Soft skills come valore differenziante
Un timore diffuso è che l’AI possa sostituire il ruolo del project manager. In realtà, le competenze umane restano essenziali.
L’Importanza delle Soft Skills
- leadership: motivare il team e risolvere conflitti non è un compito che l’AI può gestire
- empatia: comprendere i bisogni e le emozioni delle persone è fondamentale per un buon PM
- pensiero critico: l’AI offre dati, ma la strategia resta una competenza umana
- adattabilità: gli imprevisti fanno parte di ogni progetto, e un PM esperto sa come gestirli.

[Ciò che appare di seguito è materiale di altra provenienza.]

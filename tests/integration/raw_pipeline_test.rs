//! RAW two-stage pipeline with injected decoders

use super::test_images::*;
use pixelsqueeze::codec::OutputFormat;
use pixelsqueeze::engine::{CompressionRequest, Deadline, Engine, ScratchFile};
use pixelsqueeze::raw::{DcrawDecoder, RawDecoder};
use pixelsqueeze::{CompressionError, EngineConfig};
use std::path::{Path, PathBuf};
use std::sync::{Arc, Mutex};

/// Writes a prepared baseline and records every baseline path it was given
struct FakeDecoder {
    baseline: Vec<u8>,
    paths: Mutex<Vec<PathBuf>>,
}

impl FakeDecoder {
    fn new(baseline: Vec<u8>) -> Arc<Self> {
        Arc::new(Self {
            baseline,
            paths: Mutex::new(Vec::new()),
        })
    }

    fn seen(&self) -> Vec<PathBuf> {
        self.paths.lock().unwrap().clone()
    }
}

impl RawDecoder for FakeDecoder {
    fn name(&self) -> &str {
        "fake-raw"
    }

    fn decode(
        &self,
        _source: &Path,
        baseline: &mut ScratchFile,
        _deadline: &Deadline,
    ) -> Result<u64, CompressionError> {
        self.paths.lock().unwrap().push(baseline.path().to_path_buf());
        baseline.write_all(&self.baseline)?;
        baseline.len()
    }
}

struct Fixture {
    _dir: tempfile::TempDir,
    source: PathBuf,
    scratch: PathBuf,
}

fn fixture(name: &str) -> Fixture {
    let dir = tempfile::tempdir().unwrap();
    let source = dir.path().join(name);
    std::fs::write(&source, vec![0x42u8; 4096]).unwrap();
    let scratch = dir.path().join("scratch");
    std::fs::create_dir_all(&scratch).unwrap();
    Fixture {
        _dir: dir,
        source,
        scratch,
    }
}

fn engine_with(decoder: Arc<FakeDecoder>, scratch: &Path) -> Engine {
    let config = EngineConfig {
        scratch_dir: Some(scratch.to_path_buf()),
        ..Default::default()
    };
    Engine::with_raw_decoder(config, decoder)
}

#[test]
fn test_encode_raw_reports_baseline_and_cleans_up() {
    let fx = fixture("shot.cr2");
    let baseline = tiff_bytes(&textured(120, 80));
    let decoder = FakeDecoder::new(baseline.clone());
    let engine = engine_with(decoder.clone(), &fx.scratch);

    let result = engine
        .encode_raw(&fx.source, OutputFormat::Jpeg, Some(85), &Deadline::unbounded())
        .unwrap();

    assert_eq!(result.baseline_size, Some(baseline.len() as u64));
    assert_eq!(result.original_size, 4096);
    assert_eq!(result.reference_size(), baseline.len() as u64);
    assert_eq!(result.quality_used, 85);
    assert_eq!((result.width, result.height), (120, 80));
    assert!(result.final_size < baseline.len() as u64);

    let seen = decoder.seen();
    assert_eq!(seen.len(), 1);
    assert!(!seen[0].exists());
    assert_eq!(std::fs::read_dir(&fx.scratch).unwrap().count(), 0);
}

#[test]
fn test_baseline_deleted_when_encode_stage_fails() {
    let fx = fixture("shot.nef");
    // Not an image: the encode stage fails after the baseline exists
    let decoder = FakeDecoder::new(b"corrupted baseline".to_vec());
    let engine = engine_with(decoder.clone(), &fx.scratch);

    let err = engine
        .encode_raw(&fx.source, OutputFormat::Jpeg, None, &Deadline::unbounded())
        .unwrap_err();
    assert!(matches!(err, CompressionError::DecodeFailed { .. }));

    let seen = decoder.seen();
    assert_eq!(seen.len(), 1);
    assert!(!seen[0].exists());
    assert_eq!(std::fs::read_dir(&fx.scratch).unwrap().count(), 0);
}

#[test]
fn test_raw_quality_is_clamped_into_window() {
    let fx = fixture("shot.arw");
    let decoder = FakeDecoder::new(tiff_bytes(&textured(64, 64)));
    let engine = engine_with(decoder, &fx.scratch);

    let low = engine
        .encode_raw(&fx.source, OutputFormat::Jpeg, Some(20), &Deadline::unbounded())
        .unwrap();
    assert_eq!(low.quality_used, 75);

    let high = engine
        .encode_raw(&fx.source, OutputFormat::Jpeg, Some(100), &Deadline::unbounded())
        .unwrap();
    assert_eq!(high.quality_used, 95);
}

#[test]
fn test_compress_routes_raw_extension() {
    let fx = fixture("IMG_0001.DNG");
    let decoder = FakeDecoder::new(tiff_bytes(&textured(64, 48)));
    let engine = engine_with(decoder.clone(), &fx.scratch);
    let dest = fx.scratch.parent().unwrap().join("out.webp");

    let request = CompressionRequest::new(fx.source.clone(), OutputFormat::WebP).with_output(&dest);
    let result = engine.compress(&request, &Deadline::unbounded()).unwrap();

    assert_eq!(decoder.seen().len(), 1);
    assert!(result.baseline_size.is_some());
    assert_eq!(std::fs::metadata(&dest).unwrap().len(), result.final_size);
}

#[test]
fn test_raw_with_target_size_stays_in_raw_window() {
    let fx = fixture("shot.orf");
    let decoder = FakeDecoder::new(tiff_bytes(&textured(128, 96)));
    let engine = engine_with(decoder.clone(), &fx.scratch);

    let request = CompressionRequest::new(fx.source.clone(), OutputFormat::Jpeg).with_target_size(100);
    let result = engine.compress(&request, &Deadline::unbounded()).unwrap();

    assert!(result.iterations.is_some());
    assert!(result.quality_used >= 75);
    assert!(!decoder.seen()[0].exists());
    assert_eq!(std::fs::read_dir(&fx.scratch).unwrap().count(), 0);
}

#[test]
fn test_missing_decoder_is_first_class_error() {
    let fx = fixture("shot.cr3");
    let config = EngineConfig {
        scratch_dir: Some(fx.scratch.clone()),
        ..Default::default()
    };
    let engine = Engine::with_raw_decoder(
        config,
        Arc::new(DcrawDecoder::new("pixelsqueeze-missing-decoder", vec!["-c".into()])),
    );

    let err = engine
        .encode_raw(&fx.source, OutputFormat::Jpeg, None, &Deadline::unbounded())
        .unwrap_err();
    assert!(matches!(err, CompressionError::RawDecodeUnavailable { .. }));
    assert!(err.to_string().contains("convert the file"));
    assert_eq!(std::fs::read_dir(&fx.scratch).unwrap().count(), 0);
}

Le macchine sono bravissime a fare calcoli, analizzare dati e svolgere compiti ripetitivi. Ma c’è un limite: non possono replicare le nostre capacità umane, quelle che ci permettono di interagire con gli altri, di capire le emozioni, di essere creativi.
Cosa significa questo? Significa che, mentre l’AI eccelle nell’elaborazione dei dati e nell’esecuzione di compiti ripetitivi, noi umani conserviamo ancora il primato nella capacità di comprendere e gestire le emozioni, di comunicare efficacemente, di lavorare in team, di essere creativi e di adattarci ai cambiamenti.
L’intelligenza emotiva, ci permette di capire le nostre emozioni e quelle degli altri, di gestire lo stress, di motivare noi stessi e gli altri, di costruire relazioni positive. I progetti, come ogni altra attività, sono fatti di persone, e le persone sono fatte
In conclusione: la sfida dei prossimi anni sarà non esser rimpiazzati dal cosiddetto AI powered project manager, ed è bene farsi trovare pronti, sia in termini di competenze che di spirito di adattamento. Ma ancor più importante, sarà continuare proteggere e valorizzare quegli aspetti che ci differenziano dalle macchine e concentrarsi su ciò che più conta: essere umani.